ANN ARBOR, MI -Students in the University of Michigan’s Mary Markley Hall won’t be attending in-person classes for two weeks due to an increasing number of COVID-19 cases, the university has announced.

UM is requiring students living in the dorm to observe “enhanced social distancing practices” for the next 14 days due to the increase in cases, along with the fact that a high proportion of them have not participated in mandatory testing.

A pop-up testing event last week identified 17 additional positive COVID-19 cases on the third floor of the dorm, while several results are still pending. All positive cases and close contacts had been moved or were in the process of being moved to isolation or quarantine housing if recently identified, according to a letter from UM and the Washtenaw County Health Department.

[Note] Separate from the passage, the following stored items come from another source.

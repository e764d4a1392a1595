//! Keyed remote reads as Dioxus hooks.

use std::rc::Rc;
use std::sync::Arc;

use dioxus::prelude::*;
use storefront_core::{CatalogClient, FetchSlot, FetchState, HttpSource, Loader};
use tracing::error;

use crate::state::AppServices;

/// A component's view of one [`FetchSlot`].
pub struct ApiResource<L: Loader> {
    state: Signal<FetchState<L::Output>>,
    slot: Option<Rc<FetchSlot<L>>>,
}

impl<L: Loader> Clone for ApiResource<L> {
    fn clone(&self) -> Self {
        Self {
            state: self.state,
            slot: self.slot.clone(),
        }
    }
}

impl<L: Loader> ApiResource<L>
where
    L::Output: Clone,
{
    /// Current state; subscribes the calling component to changes.
    pub fn state(&self) -> FetchState<L::Output> {
        self.state.read().clone()
    }

    /// Read the current key again.
    pub fn reload(&self) {
        if let Some(slot) = &self.slot {
            slot.reload();
        }
    }
}

/// Load `key` through `loader`, re-reading whenever `key` changes.
///
/// Results for a key that is no longer current are dropped, and the read
/// in flight is abandoned when the component unmounts.
pub fn use_api<L>(loader: impl FnOnce() -> Arc<L>, key: Memo<String>) -> ApiResource<L>
where
    L: Loader,
    L::Output: Clone,
{
    let resource = use_hook(|| match FetchSlot::new(loader()) {
        Ok(slot) => {
            let mut rx = slot.subscribe();
            let mut state = Signal::new(rx.borrow_and_update().clone());

            spawn(async move {
                while rx.changed().await.is_ok() {
                    let next = rx.borrow_and_update().clone();
                    state.set(next);
                }
            });

            ApiResource {
                state,
                slot: Some(Rc::new(slot)),
            }
        }
        Err(e) => {
            error!(error = %e, "Cannot start fetch");
            ApiResource {
                state: Signal::new(FetchState::Failed(e.to_string())),
                slot: None,
            }
        }
    });

    let requester = resource.clone();
    use_effect(move || {
        let key = key.read().clone();
        if let Some(slot) = &requester.slot {
            slot.request(key);
        }
    });

    resource
}

/// The configured product listing, normalized.
pub fn use_products() -> ApiResource<CatalogClient<HttpSource>> {
    let services = use_context::<AppServices>();
    let url = services.config.catalog_url.clone();
    let key = use_memo(move || url.clone());
    use_api(move || services.catalog, key)
}
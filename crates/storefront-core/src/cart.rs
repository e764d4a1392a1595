//! Shopping cart state controller.
//!
//! The cart is an ordered list of entries with at most one entry per
//! product id. It is restored once when the controller opens and written
//! through to the store after every mutation.

use std::num::NonZeroU32;
use std::sync::Arc;

use parking_lot::Mutex;
use serde::{Deserialize, Serialize};
use tokio::sync::watch;
use tracing::{debug, info, warn};

use crate::product::{Product, validate};
use crate::store::KeyValueStore;

/// A product and how many of it are in the cart.
#[derive(Debug, Clone, PartialEq, Serialize, Deserialize)]
pub struct CartEntry {
    #[serde(flatten)]
    pub product: Product,
    pub quantity: NonZeroU32,
}

impl CartEntry {
    pub fn new(product: Product, quantity: NonZeroU32) -> Self {
        Self { product, quantity }
    }

    /// `price * quantity`
    pub fn subtotal(&self) -> f64 {
        self.product.price * f64::from(self.quantity.get())
    }
}

/// Derived aggregates over a set of entries.
#[derive(Debug, Clone, Copy, Default, PartialEq)]
pub struct CartSummary {
    /// Sum of quantities
    pub count: u64,
    /// Sum of `price * quantity`, unrounded
    pub total: f64,
}

impl CartSummary {
    pub fn of(entries: &[CartEntry]) -> Self {
        entries.iter().fold(Self::default(), |acc, entry| Self {
            count: acc.count + u64::from(entry.quantity.get()),
            total: acc.total + entry.subtotal(),
        })
    }
}

/// Read the persisted cart. Absent or malformed values yield an empty cart.
///
/// Entries whose product breaks a range invariant are dropped. Duplicate ids
/// in the stored list are merged into the first occurrence.
pub fn restore_cart(store: &dyn KeyValueStore, key: &str) -> Vec<CartEntry> {
    let Some(raw) = store.get(key) else {
        debug!(key, "No persisted cart");
        return Vec::new();
    };

    match serde_json::from_str::<Vec<CartEntry>>(&raw) {
        Ok(stored) => {
            let mut entries: Vec<CartEntry> = Vec::with_capacity(stored.len());
            for CartEntry { product, quantity } in stored {
                let id = product.id;
                let product = match validate(product) {
                    Ok(product) => product,
                    Err(e) => {
                        warn!(key, id, error = %e, "Dropping invalid persisted cart entry");
                        continue;
                    }
                };
                match entries.iter_mut().find(|e| e.product.id == id) {
                    Some(existing) => {
                        existing.quantity = existing.quantity.saturating_add(quantity.get());
                    }
                    None => entries.push(CartEntry::new(product, quantity)),
                }
            }
            entries
        }
        Err(e) => {
            warn!(key, error = %e, "Persisted cart is malformed, starting empty");
            Vec::new()
        }
    }
}

struct Inner {
    tx: watch::Sender<Arc<Vec<CartEntry>>>,
    store: Arc<dyn KeyValueStore>,
    key: String,
    /// Serializes mutations so each one persists the list it published
    write: Mutex<()>,
}

/// Handle to the cart of one session. Cloning is cheap.
#[derive(Clone)]
pub struct CartController {
    inner: Arc<Inner>,
}

impl std::fmt::Debug for CartController {
    fn fmt(&self, f: &mut std::fmt::Formatter<'_>) -> std::fmt::Result {
        f.debug_struct("CartController")
            .field("entries", &self.inner.tx.borrow().len())
            .field("key", &self.inner.key)
            .finish_non_exhaustive()
    }
}

impl PartialEq for CartController {
    fn eq(&self, other: &Self) -> bool {
        Arc::ptr_eq(&self.inner, &other.inner)
    }
}

impl CartController {
    /// Restore the persisted cart and start a controller.
    pub fn open(store: Arc<dyn KeyValueStore>, key: impl Into<String>) -> Self {
        let key = key.into();
        let entries = restore_cart(store.as_ref(), &key);
        info!(entries = entries.len(), "Cart restored");

        let (tx, _rx) = watch::channel(Arc::new(entries));
        Self {
            inner: Arc::new(Inner {
                tx,
                store,
                key,
                write: Mutex::new(()),
            }),
        }
    }

    /// Current entries, in insertion order.
    pub fn entries(&self) -> Arc<Vec<CartEntry>> {
        Arc::clone(&self.inner.tx.borrow())
    }

    pub fn subscribe(&self) -> watch::Receiver<Arc<Vec<CartEntry>>> {
        self.inner.tx.subscribe()
    }

    pub fn summary(&self) -> CartSummary {
        CartSummary::of(&self.entries())
    }

    /// Sum of quantities; 0 when empty.
    pub fn count(&self) -> u64 {
        self.summary().count
    }

    /// Sum of `price * quantity`; 0 when empty.
    pub fn total_price(&self) -> f64 {
        self.summary().total
    }

    pub fn is_empty(&self) -> bool {
        self.inner.tx.borrow().is_empty()
    }

    /// Add `quantity` of `product`, merging into an existing entry.
    pub fn add_item(&self, product: Product, quantity: NonZeroU32) {
        let id = product.id;
        self.mutate("add", |entries| {
            match entries.iter_mut().find(|e| e.product.id == id) {
                Some(existing) => {
                    existing.quantity = existing.quantity.saturating_add(quantity.get());
                    existing.product = product;
                }
                None => entries.push(CartEntry::new(product, quantity)),
            }
            true
        });
    }

    /// Set the quantity of an entry. Zero removes it; unknown ids are ignored.
    pub fn set_quantity(&self, product_id: u64, quantity: u32) {
        let Some(quantity) = NonZeroU32::new(quantity) else {
            self.remove_item(product_id);
            return;
        };

        self.mutate("set_quantity", |entries| {
            match entries.iter_mut().find(|e| e.product.id == product_id) {
                Some(entry) if entry.quantity != quantity => {
                    entry.quantity = quantity;
                    true
                }
                _ => false,
            }
        });
    }

    /// Remove the entry for `product_id`, if any.
    pub fn remove_item(&self, product_id: u64) {
        self.mutate("remove", |entries| {
            let before = entries.len();
            entries.retain(|e| e.product.id != product_id);
            entries.len() != before
        });
    }

    /// Empty the cart.
    pub fn clear(&self) {
        self.mutate("clear", |entries| {
            entries.clear();
            true
        });
    }

    /// Apply `f` to a copy of the entries; if it reports a change, persist
    /// and publish the copy as the new state.
    fn mutate(&self, op: &'static str, f: impl FnOnce(&mut Vec<CartEntry>) -> bool) {
        let _guard = self.inner.write.lock();

        let mut entries = Vec::clone(&self.inner.tx.borrow());
        if !f(&mut entries) {
            return;
        }

        self.persist(&entries);
        debug!(op, entries = entries.len(), "Cart updated");
        self.inner.tx.send_replace(Arc::new(entries));
    }

    fn persist(&self, entries: &[CartEntry]) {
        let json = match serde_json::to_string(entries) {
            Ok(json) => json,
            Err(e) => {
                warn!(error = %e, "Failed to serialize cart");
                return;
            }
        };

        if let Err(e) = self.inner.store.set(&self.inner.key, &json) {
            warn!(error = %e, "Failed to persist cart");
        }
    }
}
//! Page chrome for the three layouts.

use dioxus::prelude::*;
use storefront_core::LayoutKind;

use crate::state::use_theme;

use super::{Header, Sidebar};

/// Wraps the page in the active theme's layout.
#[component]
pub fn Layout(children: Element) -> Element {
    let theme = use_theme();
    let current = theme.current();

    let shell_class = if theme.is_transitioning() {
        "app-shell animate-theme-switch"
    } else {
        "app-shell"
    };

    rsx! {
        div { class: "{shell_class}",
            match current.layout() {
                LayoutKind::Default => rsx! {
                    Header {}
                    main { class: "main main-default",
                        div { class: "container", {children} }
                    }
                },
                LayoutKind::Sidebar => rsx! {
                    div { class: "sidebar-shell",
                        Sidebar {}
                        main { class: "main main-sidebar",
                            div { class: "sidebar-content", {children} }
                        }
                    }
                },
                LayoutKind::Grid => rsx! {
                    Header {}
                    main { class: "main main-grid",
                        div { class: "grid-container", {children} }
                    }
                },
            }
        }
    }
}
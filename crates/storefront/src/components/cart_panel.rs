//! Cart badge linking to the cart page.

use dioxus::prelude::*;

use crate::format::format_price;
use crate::state::{NavContext, Route, use_cart};

#[component]
pub fn CartPanel() -> Element {
    let cart = use_cart();
    let nav = use_context::<NavContext>();
    let summary = cart.summary();
    let total = format_price(summary.total);

    rsx! {
        button {
            class: "cart-panel",
            title: "View cart",
            onclick: move |_| nav.navigate(Route::Cart),
            span { class: "cart-panel-icon", "🛒" }
            if summary.count > 0 {
                span { class: "cart-panel-count", "{summary.count}" }
                span { class: "cart-panel-total", "{total}" }
            }
        }
    }
}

Individuals who have not been tested will receive additional communication about their failure to report to testing as required, the university said.

Overall, Mary Markley Hall has had 61 COVID-19 cases, slightly behind West Quad (63) and South Quad (73) for the most cases among UM residence halls.

UM’s Campus Health Response Committee monitors several metrics and considers mitigation measures that might require further response for reevaluating campus operations. The metrics focus on three areas — disease spread, public health capacity and health care capacity — and use specific information to prompt consideration of actions, the release states.

There are several situations that might change the university’s campus plans, including:

  • Five days of sustained test positivity over 20%
  • More than 70 new cases per million; sustained 10% positivity
  • Three consecutive days of more than 10% case increase
  • 80% projected capacity for isolation and quarantine housing within 14 days
  • One cluster with more than 100 contacts

UM has met the “more than 70 new cases per million” criteria since October. It also meets the metric of five days of sustained increases in student infections.”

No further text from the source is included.